*Data for the task*
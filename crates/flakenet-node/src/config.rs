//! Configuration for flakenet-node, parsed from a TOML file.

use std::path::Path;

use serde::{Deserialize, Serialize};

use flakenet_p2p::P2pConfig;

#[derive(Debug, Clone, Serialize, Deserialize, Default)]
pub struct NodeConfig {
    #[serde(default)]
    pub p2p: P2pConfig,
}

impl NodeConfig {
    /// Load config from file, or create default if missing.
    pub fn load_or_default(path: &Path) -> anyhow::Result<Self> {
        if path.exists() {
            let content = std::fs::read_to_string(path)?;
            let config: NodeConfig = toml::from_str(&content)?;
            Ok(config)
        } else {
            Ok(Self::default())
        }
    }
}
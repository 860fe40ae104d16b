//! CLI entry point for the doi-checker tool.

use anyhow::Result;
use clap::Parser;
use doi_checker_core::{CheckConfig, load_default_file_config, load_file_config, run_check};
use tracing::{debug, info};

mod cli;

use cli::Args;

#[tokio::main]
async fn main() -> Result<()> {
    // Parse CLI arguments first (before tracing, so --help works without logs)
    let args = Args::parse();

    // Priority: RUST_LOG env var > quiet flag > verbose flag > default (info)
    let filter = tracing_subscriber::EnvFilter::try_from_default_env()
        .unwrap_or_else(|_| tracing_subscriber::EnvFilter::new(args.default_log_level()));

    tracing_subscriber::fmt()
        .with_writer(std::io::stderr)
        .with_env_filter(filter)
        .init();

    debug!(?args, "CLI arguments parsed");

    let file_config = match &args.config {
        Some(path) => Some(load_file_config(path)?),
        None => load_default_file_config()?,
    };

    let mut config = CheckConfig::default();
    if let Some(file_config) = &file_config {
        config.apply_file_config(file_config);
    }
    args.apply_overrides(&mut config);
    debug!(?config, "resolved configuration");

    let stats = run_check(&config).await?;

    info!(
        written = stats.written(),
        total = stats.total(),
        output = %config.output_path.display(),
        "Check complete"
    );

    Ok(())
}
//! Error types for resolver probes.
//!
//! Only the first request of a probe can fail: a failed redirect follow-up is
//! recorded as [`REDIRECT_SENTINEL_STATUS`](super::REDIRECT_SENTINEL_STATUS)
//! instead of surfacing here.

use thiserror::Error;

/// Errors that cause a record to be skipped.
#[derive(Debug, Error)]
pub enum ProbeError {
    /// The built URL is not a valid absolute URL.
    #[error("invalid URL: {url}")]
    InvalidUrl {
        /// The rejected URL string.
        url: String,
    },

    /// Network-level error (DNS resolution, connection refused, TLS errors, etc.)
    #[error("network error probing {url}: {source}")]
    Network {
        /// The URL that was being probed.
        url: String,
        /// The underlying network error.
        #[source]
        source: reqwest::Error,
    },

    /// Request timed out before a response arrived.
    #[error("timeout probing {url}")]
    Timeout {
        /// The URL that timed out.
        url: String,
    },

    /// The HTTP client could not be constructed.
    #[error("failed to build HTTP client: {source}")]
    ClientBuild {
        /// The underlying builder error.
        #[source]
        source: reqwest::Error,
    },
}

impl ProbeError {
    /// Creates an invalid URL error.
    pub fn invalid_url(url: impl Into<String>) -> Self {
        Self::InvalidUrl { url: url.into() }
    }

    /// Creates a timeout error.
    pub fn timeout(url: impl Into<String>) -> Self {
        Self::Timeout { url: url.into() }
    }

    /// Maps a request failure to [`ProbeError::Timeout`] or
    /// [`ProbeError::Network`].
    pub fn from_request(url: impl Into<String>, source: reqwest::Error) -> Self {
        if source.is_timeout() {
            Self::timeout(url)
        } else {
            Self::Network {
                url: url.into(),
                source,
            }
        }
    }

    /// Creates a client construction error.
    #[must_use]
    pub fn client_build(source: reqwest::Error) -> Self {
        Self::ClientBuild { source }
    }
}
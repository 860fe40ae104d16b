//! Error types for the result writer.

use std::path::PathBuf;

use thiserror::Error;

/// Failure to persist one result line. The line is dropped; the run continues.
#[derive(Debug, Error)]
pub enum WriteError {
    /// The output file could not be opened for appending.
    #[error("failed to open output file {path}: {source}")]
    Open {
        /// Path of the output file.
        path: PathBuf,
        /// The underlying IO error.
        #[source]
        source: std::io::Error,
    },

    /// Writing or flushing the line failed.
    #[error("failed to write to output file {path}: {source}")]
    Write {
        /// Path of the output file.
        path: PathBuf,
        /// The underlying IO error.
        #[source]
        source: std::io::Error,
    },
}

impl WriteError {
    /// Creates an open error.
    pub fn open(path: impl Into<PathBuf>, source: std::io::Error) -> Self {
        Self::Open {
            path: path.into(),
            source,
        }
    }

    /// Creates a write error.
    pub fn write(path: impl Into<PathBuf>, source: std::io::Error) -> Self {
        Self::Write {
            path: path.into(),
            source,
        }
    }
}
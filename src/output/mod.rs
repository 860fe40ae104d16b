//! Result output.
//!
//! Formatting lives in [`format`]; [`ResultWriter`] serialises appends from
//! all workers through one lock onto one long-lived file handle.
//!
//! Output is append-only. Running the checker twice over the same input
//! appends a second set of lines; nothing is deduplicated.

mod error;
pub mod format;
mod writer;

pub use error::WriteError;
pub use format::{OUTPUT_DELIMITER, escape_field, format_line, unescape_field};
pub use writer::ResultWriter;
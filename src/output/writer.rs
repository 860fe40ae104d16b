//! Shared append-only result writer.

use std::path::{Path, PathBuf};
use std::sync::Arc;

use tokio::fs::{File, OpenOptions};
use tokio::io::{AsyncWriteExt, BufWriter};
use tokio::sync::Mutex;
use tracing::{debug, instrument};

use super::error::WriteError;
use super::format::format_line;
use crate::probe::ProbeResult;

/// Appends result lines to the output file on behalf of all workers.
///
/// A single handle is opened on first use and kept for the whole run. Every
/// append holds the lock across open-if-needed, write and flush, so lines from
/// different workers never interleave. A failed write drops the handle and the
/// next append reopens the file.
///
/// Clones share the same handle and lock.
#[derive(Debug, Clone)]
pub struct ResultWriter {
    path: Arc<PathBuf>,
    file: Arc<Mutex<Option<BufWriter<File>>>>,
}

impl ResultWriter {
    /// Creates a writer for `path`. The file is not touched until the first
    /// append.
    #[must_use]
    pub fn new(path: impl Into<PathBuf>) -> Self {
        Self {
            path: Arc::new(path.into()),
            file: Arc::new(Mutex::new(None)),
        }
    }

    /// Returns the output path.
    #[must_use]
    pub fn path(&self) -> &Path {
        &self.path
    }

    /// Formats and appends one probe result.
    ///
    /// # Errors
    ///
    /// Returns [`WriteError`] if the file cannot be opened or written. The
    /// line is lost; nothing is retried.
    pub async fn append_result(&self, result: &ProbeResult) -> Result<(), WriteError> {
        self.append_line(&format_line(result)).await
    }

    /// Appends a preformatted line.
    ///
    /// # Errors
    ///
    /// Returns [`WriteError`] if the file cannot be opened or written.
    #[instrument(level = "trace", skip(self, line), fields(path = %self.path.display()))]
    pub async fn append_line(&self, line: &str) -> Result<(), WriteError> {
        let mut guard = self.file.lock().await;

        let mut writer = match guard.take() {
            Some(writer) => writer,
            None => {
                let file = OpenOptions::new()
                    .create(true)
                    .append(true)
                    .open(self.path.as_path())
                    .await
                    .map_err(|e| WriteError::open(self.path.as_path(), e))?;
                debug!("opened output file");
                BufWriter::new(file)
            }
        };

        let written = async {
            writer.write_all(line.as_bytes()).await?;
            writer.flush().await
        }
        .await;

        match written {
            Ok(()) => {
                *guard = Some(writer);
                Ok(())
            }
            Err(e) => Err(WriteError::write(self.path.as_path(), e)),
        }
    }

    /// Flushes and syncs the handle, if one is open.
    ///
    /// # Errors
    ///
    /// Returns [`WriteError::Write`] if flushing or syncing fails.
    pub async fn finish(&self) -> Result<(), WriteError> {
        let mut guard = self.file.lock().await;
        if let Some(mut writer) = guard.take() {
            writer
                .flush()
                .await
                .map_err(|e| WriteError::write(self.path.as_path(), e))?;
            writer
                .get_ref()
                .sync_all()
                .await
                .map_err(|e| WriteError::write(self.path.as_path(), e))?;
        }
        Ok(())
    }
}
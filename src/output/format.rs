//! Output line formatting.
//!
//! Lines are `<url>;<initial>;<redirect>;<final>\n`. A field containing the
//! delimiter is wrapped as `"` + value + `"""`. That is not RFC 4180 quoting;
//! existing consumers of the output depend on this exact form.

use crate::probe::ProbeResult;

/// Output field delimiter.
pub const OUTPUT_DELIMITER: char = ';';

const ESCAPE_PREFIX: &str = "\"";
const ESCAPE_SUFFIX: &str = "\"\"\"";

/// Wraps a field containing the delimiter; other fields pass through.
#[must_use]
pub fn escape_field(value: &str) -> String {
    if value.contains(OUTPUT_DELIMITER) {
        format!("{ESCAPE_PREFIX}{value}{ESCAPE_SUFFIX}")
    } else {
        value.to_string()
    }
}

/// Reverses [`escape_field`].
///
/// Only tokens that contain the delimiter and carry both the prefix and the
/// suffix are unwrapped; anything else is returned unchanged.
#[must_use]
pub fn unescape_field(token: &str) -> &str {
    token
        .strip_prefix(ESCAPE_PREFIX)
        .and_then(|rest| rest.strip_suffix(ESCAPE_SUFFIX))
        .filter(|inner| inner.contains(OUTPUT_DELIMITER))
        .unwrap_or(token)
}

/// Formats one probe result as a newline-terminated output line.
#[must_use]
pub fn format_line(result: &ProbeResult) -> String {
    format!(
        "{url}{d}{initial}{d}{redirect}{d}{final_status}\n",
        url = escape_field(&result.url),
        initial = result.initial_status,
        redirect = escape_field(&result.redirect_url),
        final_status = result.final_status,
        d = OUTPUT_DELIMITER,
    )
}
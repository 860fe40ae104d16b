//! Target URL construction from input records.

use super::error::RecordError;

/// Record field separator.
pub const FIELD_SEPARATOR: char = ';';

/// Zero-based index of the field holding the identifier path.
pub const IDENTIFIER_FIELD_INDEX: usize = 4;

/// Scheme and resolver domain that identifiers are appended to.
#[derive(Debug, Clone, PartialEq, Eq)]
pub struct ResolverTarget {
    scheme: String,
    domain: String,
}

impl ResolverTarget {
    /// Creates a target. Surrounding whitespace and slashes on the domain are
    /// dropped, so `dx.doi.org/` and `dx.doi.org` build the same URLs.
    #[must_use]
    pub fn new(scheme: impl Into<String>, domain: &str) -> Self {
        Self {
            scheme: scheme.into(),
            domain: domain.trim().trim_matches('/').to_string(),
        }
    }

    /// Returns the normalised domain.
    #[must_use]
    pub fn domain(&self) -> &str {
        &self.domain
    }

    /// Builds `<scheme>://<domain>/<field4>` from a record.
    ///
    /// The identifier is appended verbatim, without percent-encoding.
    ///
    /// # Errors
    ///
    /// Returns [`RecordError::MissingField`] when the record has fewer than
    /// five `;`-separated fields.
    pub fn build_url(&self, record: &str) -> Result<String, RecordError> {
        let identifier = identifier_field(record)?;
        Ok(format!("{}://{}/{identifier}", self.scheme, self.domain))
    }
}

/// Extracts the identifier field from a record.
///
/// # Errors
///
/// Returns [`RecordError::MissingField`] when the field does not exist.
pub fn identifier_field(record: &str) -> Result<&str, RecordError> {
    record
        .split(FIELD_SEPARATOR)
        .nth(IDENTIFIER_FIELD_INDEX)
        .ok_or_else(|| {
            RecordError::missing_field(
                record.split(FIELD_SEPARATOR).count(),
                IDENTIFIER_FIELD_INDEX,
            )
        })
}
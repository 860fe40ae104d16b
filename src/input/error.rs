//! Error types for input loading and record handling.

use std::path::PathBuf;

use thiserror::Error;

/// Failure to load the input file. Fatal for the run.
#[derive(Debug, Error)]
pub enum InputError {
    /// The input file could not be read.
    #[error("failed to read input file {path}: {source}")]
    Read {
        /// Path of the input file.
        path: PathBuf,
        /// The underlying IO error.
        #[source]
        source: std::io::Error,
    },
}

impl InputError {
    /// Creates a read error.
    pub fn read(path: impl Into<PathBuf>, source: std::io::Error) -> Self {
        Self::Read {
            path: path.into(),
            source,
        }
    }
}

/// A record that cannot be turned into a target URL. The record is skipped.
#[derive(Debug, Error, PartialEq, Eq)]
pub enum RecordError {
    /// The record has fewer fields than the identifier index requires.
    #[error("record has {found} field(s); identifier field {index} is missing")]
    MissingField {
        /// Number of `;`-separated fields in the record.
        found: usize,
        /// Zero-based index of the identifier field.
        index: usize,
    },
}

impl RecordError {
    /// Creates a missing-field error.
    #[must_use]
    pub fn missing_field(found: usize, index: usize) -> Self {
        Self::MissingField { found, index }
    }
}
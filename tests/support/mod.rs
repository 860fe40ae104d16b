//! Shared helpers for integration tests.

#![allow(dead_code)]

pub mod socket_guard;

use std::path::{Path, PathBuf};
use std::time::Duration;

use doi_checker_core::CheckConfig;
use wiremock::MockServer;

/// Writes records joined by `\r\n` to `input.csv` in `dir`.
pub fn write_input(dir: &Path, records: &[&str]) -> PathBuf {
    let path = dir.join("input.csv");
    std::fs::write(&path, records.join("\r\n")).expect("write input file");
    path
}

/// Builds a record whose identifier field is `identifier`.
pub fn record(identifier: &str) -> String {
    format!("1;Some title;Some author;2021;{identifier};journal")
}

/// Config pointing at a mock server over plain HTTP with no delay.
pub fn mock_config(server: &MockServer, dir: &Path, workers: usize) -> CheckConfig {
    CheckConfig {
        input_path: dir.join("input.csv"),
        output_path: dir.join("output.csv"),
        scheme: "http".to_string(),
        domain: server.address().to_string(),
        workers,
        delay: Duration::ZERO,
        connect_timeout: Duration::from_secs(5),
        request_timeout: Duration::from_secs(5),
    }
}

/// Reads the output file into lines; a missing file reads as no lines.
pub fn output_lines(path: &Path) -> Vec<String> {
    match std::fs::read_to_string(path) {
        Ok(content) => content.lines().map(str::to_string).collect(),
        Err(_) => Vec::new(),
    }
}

*What you have to do*
Within the listing above, extract exactly the lines from the line with "pub async fn finish(&self)" to the line with "filename src/output/format.rs", the two named lines included, and no others.

*Answer box*
    pub async fn finish(&self) -> Result<(), WriteError> {
        let mut guard = self.file.lock().await;
        if let Some(mut writer) = guard.take() {
            writer
                .flush()
                .await
                .map_err(|e| WriteError::write(self.path.as_path(), e))?;
            writer
                .get_ref()
                .sync_all()
                .await
                .map_err(|e| WriteError::write(self.path.as_path(), e))?;
        }
        Ok(())
    }
}
filename src/output/format.rs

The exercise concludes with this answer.